11. The use of an MS-SPRING protocol for a fiber-optic closed ring network, wherein it is used for a network comprising:
at least two nodes or network elements; and
at least one corresponding fiber optic span connecting said network elements in a linear or open-ring configuration.
12. A computer program comprising computer program code means adapted to perform all the steps of
claims 1
to
4
when said program is run on a computer.
13. A computer-readable medium having a program recorded thereon, said computer-readable medium comprising computer program code means adapted to perform all the steps of
claims 1
to
4
when said program is run on a computer.
Description
BACKGROUND OF THE INVENTION

[0001] 1. Field Of The Invention

[0002] The present invention relates to a traffic protection mechanism for a fiber-optic telecommunication network having a linear topology, such a network being fit for synchronous transmissions such as SDH or SONET.

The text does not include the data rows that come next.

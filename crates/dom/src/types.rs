//! Core type definitions for the page model
//!
//! Key design principles:
//! 1. Use u32 for indices (4 bytes vs 8 bytes pointer)
//! 2. Geometry is viewport-relative, never document-relative
//! 3. Use SmallVec for small arrays (avoid heap allocation)

use serde::{Deserialize, Serialize};
use smallvec::SmallVec;
use std::collections::HashMap;

/// Node identifier (index into arena)
/// u32 allows 4 billion nodes, enough for any webpage
pub type NodeId = u32;

/// Tags whose elements count as hyperlinks when they carry an `href`
pub const HYPERLINK_TAGS: &[&str] = &["A", "AREA"];

/// Node type as numbered by the DOM standard
#[derive(Debug, Clone, Copy, PartialEq, Eq, Hash, Serialize, Deserialize)]
#[repr(u8)]
pub enum NodeType {
    Element = 1,
    Attribute = 2,
    Text = 3,
    CdataSection = 4,
    EntityReference = 5,
    Entity = 6,
    ProcessingInstruction = 7,
    Comment = 8,
    Document = 9,
    DocumentType = 10,
    DocumentFragment = 11,
    Notation = 12,
}

impl NodeType {
    pub fn from_u8(value: u8) -> Option<Self> {
        match value {
            1 => Some(NodeType::Element),
            2 => Some(NodeType::Attribute),
            3 => Some(NodeType::Text),
            4 => Some(NodeType::CdataSection),
            5 => Some(NodeType::EntityReference),
            6 => Some(NodeType::Entity),
            7 => Some(NodeType::ProcessingInstruction),
            8 => Some(NodeType::Comment),
            9 => Some(NodeType::Document),
            10 => Some(NodeType::DocumentType),
            11 => Some(NodeType::DocumentFragment),
            12 => Some(NodeType::Notation),
            _ => None,
        }
    }
}

/// Viewport coordinate captured from a pointer event
#[derive(Debug, Clone, Copy, PartialEq, Default, Serialize, Deserialize)]
pub struct Point {
    pub x: f64,
    pub y: f64,
}

impl Point {
    pub fn new(x: f64, y: f64) -> Self {
        Self { x, y }
    }
}

impl From<(f64, f64)> for Point {
    fn from((x, y): (f64, f64)) -> Self {
        Self { x, y }
    }
}

/// Rectangle with coordinates
#[derive(Debug, Clone, Copy, PartialEq, Serialize, Deserialize)]
pub struct DomRect {
    pub x: f64,
    pub y: f64,
    pub width: f64,
    pub height: f64,
}

impl DomRect {
    pub fn new(x: f64, y: f64, width: f64, height: f64) -> Self {
        Self {
            x,
            y,
            width,
            height,
        }
    }

    pub fn zero() -> Self {
        Self::new(0.0, 0.0, 0.0, 0.0)
    }

    pub fn left(&self) -> f64 {
        self.x
    }

    pub fn top(&self) -> f64 {
        self.y
    }

    pub fn right(&self) -> f64 {
        self.x + self.width
    }

    pub fn bottom(&self) -> f64 {
        self.y + self.height
    }

    /// Check if rectangle intersects with another
    pub fn intersects(&self, other: &DomRect) -> bool {
        self.x < other.x + other.width
            && self.x + self.width > other.x
            && self.y < other.y + other.height
            && self.y + self.height > other.y
    }
}

/// Axis-aligned selection rectangle spanned by two corner points.
///
/// Always derived, never stored: `left <= right` and `top <= bottom` hold
/// by construction whatever order the corners arrive in.
#[derive(Debug, Clone, Copy, PartialEq)]
pub struct SelectionRect {
    pub left: f64,
    pub top: f64,
    pub right: f64,
    pub bottom: f64,
}

impl SelectionRect {
    pub fn from_points(a: Point, b: Point) -> Self {
        Self {
            left: a.x.min(b.x),
            top: a.y.min(b.y),
            right: a.x.max(b.x),
            bottom: a.y.max(b.y),
        }
    }

    pub fn width(&self) -> f64 {
        self.right - self.left
    }

    pub fn height(&self) -> f64 {
        self.bottom - self.top
    }

    /// Strict overlap: boxes that only share an edge do not count.
    pub fn overlaps(&self, rect: &DomRect) -> bool {
        self.to_dom_rect().intersects(rect)
    }

    pub fn to_dom_rect(&self) -> DomRect {
        DomRect::new(self.left, self.top, self.width(), self.height())
    }
}

/// Inline style properties touched by link highlighting
#[derive(Debug, Clone, Copy, PartialEq, Eq, Hash, Serialize, Deserialize)]
pub enum StyleChannel {
    Outline,
    OutlineOffset,
    BackgroundColor,
    Transition,
}

impl StyleChannel {
    pub const ALL: [StyleChannel; 4] = [
        StyleChannel::Outline,
        StyleChannel::OutlineOffset,
        StyleChannel::BackgroundColor,
        StyleChannel::Transition,
    ];

    /// CSS property name
    pub fn property(&self) -> &'static str {
        match self {
            StyleChannel::Outline => "outline",
            StyleChannel::OutlineOffset => "outline-offset",
            StyleChannel::BackgroundColor => "background-color",
            StyleChannel::Transition => "transition",
        }
    }
}

/// The main DOM tree node structure
///
/// Design philosophy:
/// - Small fixed-size fields first (better packing)
/// - Use indices instead of pointers
/// - Layout box only for rendered elements
#[derive(Debug, Clone, Serialize, Deserialize)]
pub struct DomNode {
    pub node_id: NodeId,
    pub backend_node_id: u32,
    pub node_type: NodeType,

    pub parent_id: Option<NodeId>,
    pub children_ids: SmallVec<[NodeId; 4]>, // Most nodes have <4 children

    pub node_name: String,
    pub node_value: String,
    pub attributes: HashMap<String, String>,

    /// Inline style declarations, keyed by CSS property name
    pub inline_style: HashMap<String, String>,

    /// Viewport-relative border box (only for rendered elements)
    pub bounding_box: Option<DomRect>,
}

impl DomNode {
    /// Create a new node with required fields
    pub fn new(node_id: NodeId, backend_node_id: u32, node_type: NodeType, node_name: String) -> Self {
        Self {
            node_id,
            backend_node_id,
            node_type,
            parent_id: None,
            children_ids: SmallVec::new(),
            node_name,
            node_value: String::new(),
            attributes: HashMap::new(),
            inline_style: HashMap::new(),
            bounding_box: None,
        }
    }

    /// Convenience constructor for element nodes
    pub fn element(tag: &str) -> Self {
        Self::new(0, 0, NodeType::Element, tag.to_uppercase())
    }

    pub fn with_attr(mut self, name: &str, value: &str) -> Self {
        self.attributes.insert(name.to_string(), value.to_string());
        self
    }

    pub fn with_box(mut self, rect: DomRect) -> Self {
        self.bounding_box = Some(rect);
        self
    }

    /// Get tag name for element nodes
    pub fn tag_name(&self) -> Option<&str> {
        if self.node_type == NodeType::Element {
            Some(&self.node_name)
        } else {
            None
        }
    }

    /// Check if node is an element
    pub fn is_element(&self) -> bool {
        self.node_type == NodeType::Element
    }

    /// Get attribute value
    pub fn attr(&self, name: &str) -> Option<&str> {
        self.attributes.get(name).map(|s| s.as_str())
    }

    /// `a[href]` or `area[href]`
    pub fn is_hyperlink(&self) -> bool {
        self.tag_name()
            .map(|tag| HYPERLINK_TAGS.iter().any(|t| tag.eq_ignore_ascii_case(t)))
            .unwrap_or(false)
            && self.attributes.contains_key("href")
    }

    pub fn style(&self, property: &str) -> Option<&str> {
        self.inline_style.get(property).map(|s| s.as_str())
    }
}
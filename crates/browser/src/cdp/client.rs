//! CDP Client - browser-level connection used to open tabs
//!
//! Design decisions:
//! 1. Single WebSocket per browser connection
//! 2. Request/response matching via ID; events are only traced
//! 3. Every request is bounded by a timeout
//! 4. Fail fast - no retries, no queuing. Let the caller decide.

use dashmap::DashMap;
use futures_util::{stream::SplitSink, SinkExt, StreamExt};
use serde_json::Value;
use std::sync::atomic::{AtomicU64, Ordering};
use std::sync::{Arc, Mutex};
use std::time::Duration;
use thiserror::Error;
use tokio::net::TcpStream;
use tokio::sync::{oneshot, RwLock};
use tokio_tungstenite::tungstenite::Message;
use tokio_tungstenite::{connect_async, MaybeTlsStream, WebSocketStream};

use super::protocol::*;

type WsSink = SplitSink<WebSocketStream<MaybeTlsStream<TcpStream>>, Message>;

#[derive(Error, Debug)]
pub enum CDPError {
    #[error("WebSocket error: {0}")]
    WebSocket(#[from] tokio_tungstenite::tungstenite::Error),

    #[error("JSON error: {0}")]
    Json(#[from] serde_json::Error),

    #[error("CDP protocol error: {code} - {message}")]
    Protocol { code: i32, message: String },

    #[error("Request timeout")]
    Timeout,

    #[error("Connection closed")]
    Closed,
}

/// Result type for CDP operations
pub type Result<T> = std::result::Result<T, CDPError>;

/// CDP Client - manages single WebSocket connection to browser
pub struct CDPClient {
    /// Monotonic request ID counter
    next_id: AtomicU64,

    /// Requests waiting for their response
    pending: Arc<DashMap<RequestId, oneshot::Sender<CDPResponse>>>,

    /// WebSocket write half (wrapped for concurrent sending)
    ws_sink: RwLock<WsSink>,

    /// Stops the receiver task
    shutdown: Mutex<Option<oneshot::Sender<()>>>,

    request_timeout: Duration,
}

impl CDPClient {
    /// Connect to Chrome DevTools Protocol endpoint
    pub async fn connect(ws_url: &str, request_timeout: Duration) -> Result<Arc<Self>> {
        let (ws_stream, _) = connect_async(ws_url).await?;
        let (sink, mut stream) = ws_stream.split();
        let (shutdown_tx, mut shutdown_rx) = oneshot::channel::<()>();

        let client = Arc::new(Self {
            next_id: AtomicU64::new(1),
            pending: Arc::new(DashMap::new()),
            ws_sink: RwLock::new(sink),
            shutdown: Mutex::new(Some(shutdown_tx)),
            request_timeout,
        });

        let pending = client.pending.clone();
        tokio::spawn(async move {
            loop {
                tokio::select! {
                    msg = stream.next() => {
                        match msg {
                            Some(Ok(Message::Text(text))) => {
                                if let Err(e) = route_message(&pending, &text) {
                                    tracing::error!("Failed to handle message: {}", e);
                                }
                            }
                            Some(Ok(Message::Close(_))) | None => {
                                tracing::info!("WebSocket closed");
                                break;
                            }
                            Some(Err(e)) => {
                                tracing::error!("WebSocket error: {}", e);
                                break;
                            }
                            _ => {}
                        }
                    }
                    _ = &mut shutdown_rx => {
                        tracing::info!("Shutdown signal received");
                        break;
                    }
                }
            }

            // Dropping the senders wakes every waiter with Closed
            pending.clear();
        });

        Ok(client)
    }

    /// Send CDP request and wait for response
    pub async fn send_request(
        &self,
        method: impl Into<String>,
        params: Option<Value>,
    ) -> Result<Value> {
        let id = self.next_id.fetch_add(1, Ordering::SeqCst);
        let request = CDPRequest {
            id,
            method: method.into(),
            params,
        };

        let (tx, rx) = oneshot::channel();
        self.pending.insert(id, tx);

        let json = serde_json::to_string(&request)?;
        let sent = self.ws_sink.write().await.send(Message::Text(json)).await;
        if let Err(e) = sent {
            self.pending.remove(&id);
            return Err(CDPError::WebSocket(e));
        }

        let response = match tokio::time::timeout(self.request_timeout, rx).await {
            Ok(Ok(response)) => response,
            Ok(Err(_)) => return Err(CDPError::Closed),
            Err(_) => {
                self.pending.remove(&id);
                return Err(CDPError::Timeout);
            }
        };

        if let Some(error) = response.error {
            return Err(CDPError::Protocol {
                code: error.code,
                message: error.message,
            });
        }

        Ok(response.result.unwrap_or(Value::Null))
    }

    /// Open `url` in a new tab, optionally without focusing it
    pub async fn create_target(&self, url: &str, background: bool) -> Result<TargetId> {
        let params = CreateTargetParams {
            url: url.to_string(),
            background,
        };
        let result = self
            .send_request("Target.createTarget", Some(serde_json::to_value(params)?))
            .await?;
        let created: CreateTargetResult = serde_json::from_value(result)?;
        Ok(created.target_id)
    }

    /// Close connection gracefully
    pub async fn close(&self) -> Result<()> {
        let shutdown = self.shutdown.lock().ok().and_then(|mut s| s.take());
        if let Some(tx) = shutdown {
            let _ = tx.send(());
        }
        self.ws_sink.write().await.close().await?;
        Ok(())
    }
}

/// Deliver a response to its waiter; events are not consumed here
fn route_message(
    pending: &DashMap<RequestId, oneshot::Sender<CDPResponse>>,
    text: &str,
) -> Result<()> {
    match serde_json::from_str::<CDPMessage>(text)? {
        CDPMessage::Response(response) => {
            if let Some((_, tx)) = pending.remove(&response.id) {
                let _ = tx.send(response); // Receiver may have timed out
            } else {
                tracing::warn!("Received response for unknown request: {}", response.id);
            }
        }
        CDPMessage::Event(event) => {
            tracing::trace!("Ignoring CDP event {}", event.method);
        }
    }
    Ok(())
}
//! Observability infrastructure for the edge storefront platform.
//!
//! This crate provides:
//! - `StructuredLogger` - Structured logging with request context
//! - `RequestMetrics` - Per-request timing summary

mod logging;
mod metrics;

pub use logging::*;
pub use metrics::*;

// Re-export RequestId and TimingContext from edge-core for convenience
pub use edge_core::{RequestId, TimingContext};
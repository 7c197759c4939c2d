//! Signed cookie sessions for the edge storefront platform.
//!
//! The whole session lives in one HMAC-signed cookie, so there is no
//! server-side store. Handlers mutate an [`AppSession`] through a shared
//! reference; any mutation marks it pending, and the dispatcher commits it
//! into a `Set-Cookie` header once the response is ready.
//!
//! # Example
//!
//! ```rust,ignore
//! use edge_session::{CookieSessionStorage, SessionSecrets};
//!
//! let secrets = SessionSecrets::from_env(&env)?;
//! let session = CookieSessionStorage::new(secrets).get_session(cookie_header)?;
//!
//! session.set("cart_id", "gid://shopify/Cart/1")?;
//! assert!(session.is_pending());
//!
//! let set_cookie = session.commit()?;
//! ```

mod cookie;
mod error;
mod secrets;
mod session;
mod storage;

pub use cookie::{CookieOptions, SameSite};
pub use error::SessionError;
pub use secrets::{SessionSecrets, SESSION_SECRET_BINDING};
pub use session::AppSession;
pub use storage::CookieSessionStorage;
//! Dispatch error types.

/// A failure anywhere in request handling.
///
/// Each variant records where the failure happened; all of them end in a
/// 500 response.
#[derive(Debug, thiserror::Error)]
pub enum DispatchError {
    /// Building the per-request context failed.
    #[error(transparent)]
    Context(anyhow::Error),

    /// The application failed to produce a response.
    #[error(transparent)]
    Render(anyhow::Error),

    /// Committing the pending session failed.
    #[error(transparent)]
    Commit(anyhow::Error),

    /// The redirect resolver failed.
    #[error(transparent)]
    Redirect(anyhow::Error),

    /// A collaborator panicked while the request was in flight.
    #[error(transparent)]
    Panic(anyhow::Error),
}

impl DispatchError {
    /// Short name of the failing stage, used as the error's `name`.
    pub fn name(&self) -> &'static str {
        match self {
            Self::Context(_) => "ContextError",
            Self::Render(_) => "RenderError",
            Self::Commit(_) => "CommitError",
            Self::Redirect(_) => "RedirectError",
            Self::Panic(_) => "PanicError",
        }
    }

    /// The wrapped error.
    pub fn inner(&self) -> &anyhow::Error {
        match self {
            Self::Context(e)
            | Self::Render(e)
            | Self::Commit(e)
            | Self::Redirect(e)
            | Self::Panic(e) => e,
        }
    }
}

[0003] 2. Description Of The Prior Art

[0004] In current telecommunication networks it has become extremely important to have the possibility of clearing the failures occurring in the networks themselves without impairing the functionality of the service. Therefore, the telecommunication networks, and in particular the fiber-optic networks, are provided with protection means against failures of network elements.

[0005] In the SDH MS-SP (Multiplex Section-Shared protection) ring networks, for instance, a distributed protection mechanism is implemented, which mechanism allows the automatic traffic restoration in case of defects in the connection fibers. In other words, the MS-SP ring networks perform the automatic traffic restoration through a synchronized rerouting of said traffic, which is carried out at each node of the ring. This operation is controlled by a protocol consisting in messages that are continuously exchanged between adjacent nodes. Said protocol and the operations involved thereby are defined by many International Standards, issued by ANSI, by IUT-T and by ETSI, and they are characterized by a certain set of rules and messages. See, for instance, “Recommendation ITU-T G.841”.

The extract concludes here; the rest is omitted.